Chunk size and overlap determine whether retrieval finds the right content. Chunks too small lose context; chunks too large dilute the signal and push retrieval toward superficial similarity rather than relevance. Most teams start with 200-word chunks and 20% overlap, then evaluate by measuring how often retrieved chunks actually contain the answer to a set of test queries - a process called retrieval evaluation that most teams skip and then regret.
Vector search alone misses exact matches.
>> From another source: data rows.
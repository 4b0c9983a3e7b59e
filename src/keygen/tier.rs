//! Tier and expiry derivation from purchase amounts.

use crate::BindwardenError;
use chrono::{DateTime, Duration, Utc};
use serde::{Deserialize, Serialize};
use std::fmt;

/// Amount at or above which a purchase is premium.
pub const PREMIUM_THRESHOLD: i64 = 10_000;

/// Amount at or above which a purchase is standard.
pub const STANDARD_THRESHOLD: i64 = 5_000;

/// Entitlement level, fixed at issuance.
#[derive(Debug, Clone, Copy, PartialEq, Eq, Hash, Serialize, Deserialize)]
#[serde(rename_all = "lowercase")]
pub enum Tier {
    /// Expires one day after issuance.
    Basic,
    /// Expires seven days after issuance.
    Standard,
    /// Never expires.
    Premium,
}

impl Tier {
    /// Wire name of the tier.
    pub fn as_str(&self) -> &'static str {
        match self {
            Tier::Basic => "basic",
            Tier::Standard => "standard",
            Tier::Premium => "premium",
        }
    }
}

impl fmt::Display for Tier {
    fn fmt(&self, f: &mut fmt::Formatter<'_>) -> fmt::Result {
        f.write_str(self.as_str())
    }
}

/// Map a purchase amount to a tier.
///
/// # Errors
/// * `InvalidRequest` - `amount` is zero or negative
pub fn tier_for_amount(amount: i64) -> Result<Tier, BindwardenError> {
    match amount {
        a if a >= PREMIUM_THRESHOLD => Ok(Tier::Premium),
        a if a >= STANDARD_THRESHOLD => Ok(Tier::Standard),
        a if a > 0 => Ok(Tier::Basic),
        a => Err(BindwardenError::InvalidRequest(format!(
            "amount must be positive, got {}",
            a
        ))),
    }
}

/// Lifetimes of the expiring tiers.
#[derive(Debug, Clone, Copy, PartialEq, Eq)]
pub struct TierSchedule {
    /// Lifetime of a basic license.
    pub basic: Duration,
    /// Lifetime of a standard license.
    pub standard: Duration,
}

impl Default for TierSchedule {
    fn default() -> Self {
        Self {
            basic: Duration::days(1),
            standard: Duration::days(7),
        }
    }
}

impl TierSchedule {
    /// Build a schedule from std durations.
    ///
    /// # Errors
    /// * `ConfigError` - A lifetime does not fit chrono's range
    pub fn from_std(
        basic: std::time::Duration,
        standard: std::time::Duration,
    ) -> Result<Self, BindwardenError> {
        let convert = |d: std::time::Duration| {
            Duration::from_std(d)
                .map_err(|e| BindwardenError::ConfigError(format!("Invalid tier lifetime: {}", e)))
        };
        Ok(Self {
            basic: convert(basic)?,
            standard: convert(standard)?,
        })
    }

    /// Absolute expiry for a license of `tier` issued at `now`.
    ///
    /// # Errors
    /// * `InternalFault` - `now` plus the lifetime is past chrono's date range
    pub fn expires_at(
        &self,
        tier: Tier,
        now: DateTime<Utc>,
    ) -> Result<Option<DateTime<Utc>>, BindwardenError> {
        let lifetime = match tier {
            Tier::Basic => self.basic,
            Tier::Standard => self.standard,
            Tier::Premium => return Ok(None),
        };
        now.checked_add_signed(lifetime).map(Some).ok_or_else(|| {
            BindwardenError::InternalFault(format!("{} expiry out of range from {}", tier, now))
        })
    }
}

/// Expiry for `tier` issued at `now`, using the default schedule.
///
/// # Errors
/// * `InternalFault` - `now` is within a week of chrono's maximum date
pub fn expiry_for_tier(
    tier: Tier,
    now: DateTime<Utc>,
) -> Result<Option<DateTime<Utc>>, BindwardenError> {
    TierSchedule::default().expires_at(tier, now)
}
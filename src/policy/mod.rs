//! Activation and access policies.

pub mod access;
pub mod activation;
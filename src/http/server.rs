//! HTTP server setup and configuration.
//!
//! # Responsibilities
//! - Create Axum Router with all handlers
//! - Wire up middleware (request ID, tracing, timeout, body limit, metrics)
//! - Bind server to listener and drain on shutdown

use std::sync::Arc;
use std::time::Duration;

use axum::{
    middleware,
    routing::{get, post},
    Router,
};
use tokio::net::TcpListener;
use tokio::sync::broadcast;
use tower_http::{
    limit::RequestBodyLimitLayer,
    request_id::{MakeRequestUuid, PropagateRequestIdLayer, SetRequestIdLayer},
    timeout::TimeoutLayer,
    trace::TraceLayer,
};

use crate::config::ServiceConfig;
use crate::http::handlers;
use crate::http::middleware::{request_span, track_metrics};
use crate::lifecycle::{shutdown, startup};
use crate::provider::ProviderError;
use crate::quiz::QuizOrchestrator;

/// Application state injected into handlers.
#[derive(Clone)]
pub struct AppState {
    pub orchestrator: Arc<QuizOrchestrator>,
}

/// HTTP server for the quiz service.
pub struct HttpServer {
    router: Router,
    config: ServiceConfig,
    orchestrator: Arc<QuizOrchestrator>,
}

impl HttpServer {
    /// Create a server backed by the configured question service.
    pub fn new(config: ServiceConfig) -> Result<Self, ProviderError> {
        let orchestrator = startup::build_orchestrator(&config)?;
        Ok(Self::with_orchestrator(config, orchestrator))
    }

    /// Create a server around an already wired orchestrator.
    pub fn with_orchestrator(config: ServiceConfig, orchestrator: Arc<QuizOrchestrator>) -> Self {
        let state = AppState {
            orchestrator: orchestrator.clone(),
        };
        let router = Self::build_router(&config, state);
        Self {
            router,
            config,
            orchestrator,
        }
    }

    /// Build the Axum router with all middleware layers.
    #[allow(deprecated)]
    fn build_router(config: &ServiceConfig, state: AppState) -> Router {
        Router::new()
            .route("/quiz/create", post(handlers::create_quiz))
            .route("/quiz/get/{id}", get(handlers::get_quiz_questions))
            .route("/quiz/submit/{id}", post(handlers::submit_quiz))
            .route("/health", get(handlers::health))
            .route("/admin/circuit", get(handlers::circuit_status))
            .with_state(state)
            .layer(middleware::from_fn(track_metrics))
            .layer(RequestBodyLimitLayer::new(config.security.max_body_size))
            .layer(TimeoutLayer::new(Duration::from_secs(config.timeouts.request_secs)))
            .layer(PropagateRequestIdLayer::x_request_id())
            .layer(TraceLayer::new_for_http().make_span_with(request_span))
            .layer(SetRequestIdLayer::x_request_id(MakeRequestUuid))
    }

    /// Run the server until `shutdown` fires, then drain in-flight requests.
    pub async fn run(self, listener: TcpListener, shutdown_rx: broadcast::Receiver<()>) -> Result<(), std::io::Error> {
        let addr = listener.local_addr()?;
        tracing::info!(address = %addr, "HTTP server starting");

        axum::serve(listener, self.router)
            .with_graceful_shutdown(async move {
                shutdown::wait(shutdown_rx).await;
                tracing::info!("Shutdown signal received");
            })
            .await?;

        tracing::info!("HTTP server stopped");
        Ok(())
    }

    /// The fully layered router.
    pub fn router(&self) -> Router {
        self.router.clone()
    }

    pub fn config(&self) -> &ServiceConfig {
        &self.config
    }

    pub fn orchestrator(&self) -> &Arc<QuizOrchestrator> {
        &self.orchestrator
    }
}
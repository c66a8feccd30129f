//! Concurrent load against the quiz service.

use std::net::SocketAddr;
use std::collections::HashSet;
use std::time::{Duration, Instant};

use quiz_service::quiz::QuestionId;
use serde_json::json;

mod common;

#[tokio::test]
async fn test_concurrent_identical_creates() {
    let addr: SocketAddr = "127.0.0.1:0".parse().unwrap();
    let qs_addr = common::start_question_service(addr, move |_request| async move {
        tokio::time::sleep(Duration::from_millis(5)).await;
        (200, "[10, 20, 30]".into())
    })
    .await;

    let service = common::start_quiz_service(common::test_config(qs_addr)).await;

    let concurrency = 10;
    let requests_per_task = 10;
    let total_requests = concurrency * requests_per_task;

    let client = common::client();
    let start = Instant::now();

    let mut tasks = Vec::new();
    for _ in 0..concurrency {
        let client = client.clone();
        let url = service.url("/quiz/create");
        tasks.push(tokio::spawn(async move {
            let mut latencies = Vec::new();
            for _ in 0..requests_per_task {
                let req_start = Instant::now();
                let res = client
                    .post(&url)
                    .json(&json!({ "categoryName": "java", "numQuestions": 3, "title": "Same" }))
                    .send()
                    .await;
                if let Ok(res) = res {
                    if res.status().as_u16() == 201 {
                        latencies.push(req_start.elapsed());
                    }
                }
            }
            latencies
        }));
    }

    let mut all_latencies = Vec::new();
    for task in tasks {
        all_latencies.extend(task.await.unwrap());
    }
    let duration = start.elapsed();

    assert_eq!(all_latencies.len(), total_requests, "Every create should succeed");

    // Identical requests are not deduplicated.
    let quizzes = service.store.all();
    assert_eq!(quizzes.len(), total_requests);
    let ids: HashSet<_> = quizzes.iter().map(|q| q.id.clone().unwrap()).collect();
    assert_eq!(ids.len(), total_requests);
    let expected = vec![QuestionId::from(10), QuestionId::from(20), QuestionId::from(30)];
    assert!(quizzes.iter().all(|q| q.question_ids == expected));

    all_latencies.sort();
    let p50 = all_latencies[all_latencies.len() / 2];
    let p99 = all_latencies[(all_latencies.len() as f64 * 0.99) as usize];

    println!("\n--- Load Test Results ---");
    println!("Total Requests: {}", total_requests);
    println!("Concurrency:    {}", concurrency);
    println!("Total Duration: {:?}", duration);
    println!("P50 Latency:    {:?}", p50);
    println!("P99 Latency:    {:?}", p99);
    println!("-------------------------\n");

    service.shutdown.trigger();
}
A contract clause that reads "Article 7.3(b)" will not surface when a user searches semantically for the same concept phrased differently. Hybrid search - combining vector similarity with BM25 keyword matching - solves this, and both LangChain and LlamaIndex enable it with a single configuration change. Most production RAG systems that have been through at least one iteration of real-world use enable hybrid search as a default.
Agentic RAG systems take retrieval further still. Rather than one fixed retrieval pass, the model decides what to retrieve, reads the results, and retrieves again if the first pass did not return enough to answer confidently. Multi-hop retrieval - where the system chains several retrieval steps to build up a complete picture - is where retrieval-augmented generation is heading for research, legal analysis, and any task that requires synthesising information across many documents rather than looking up a single fact.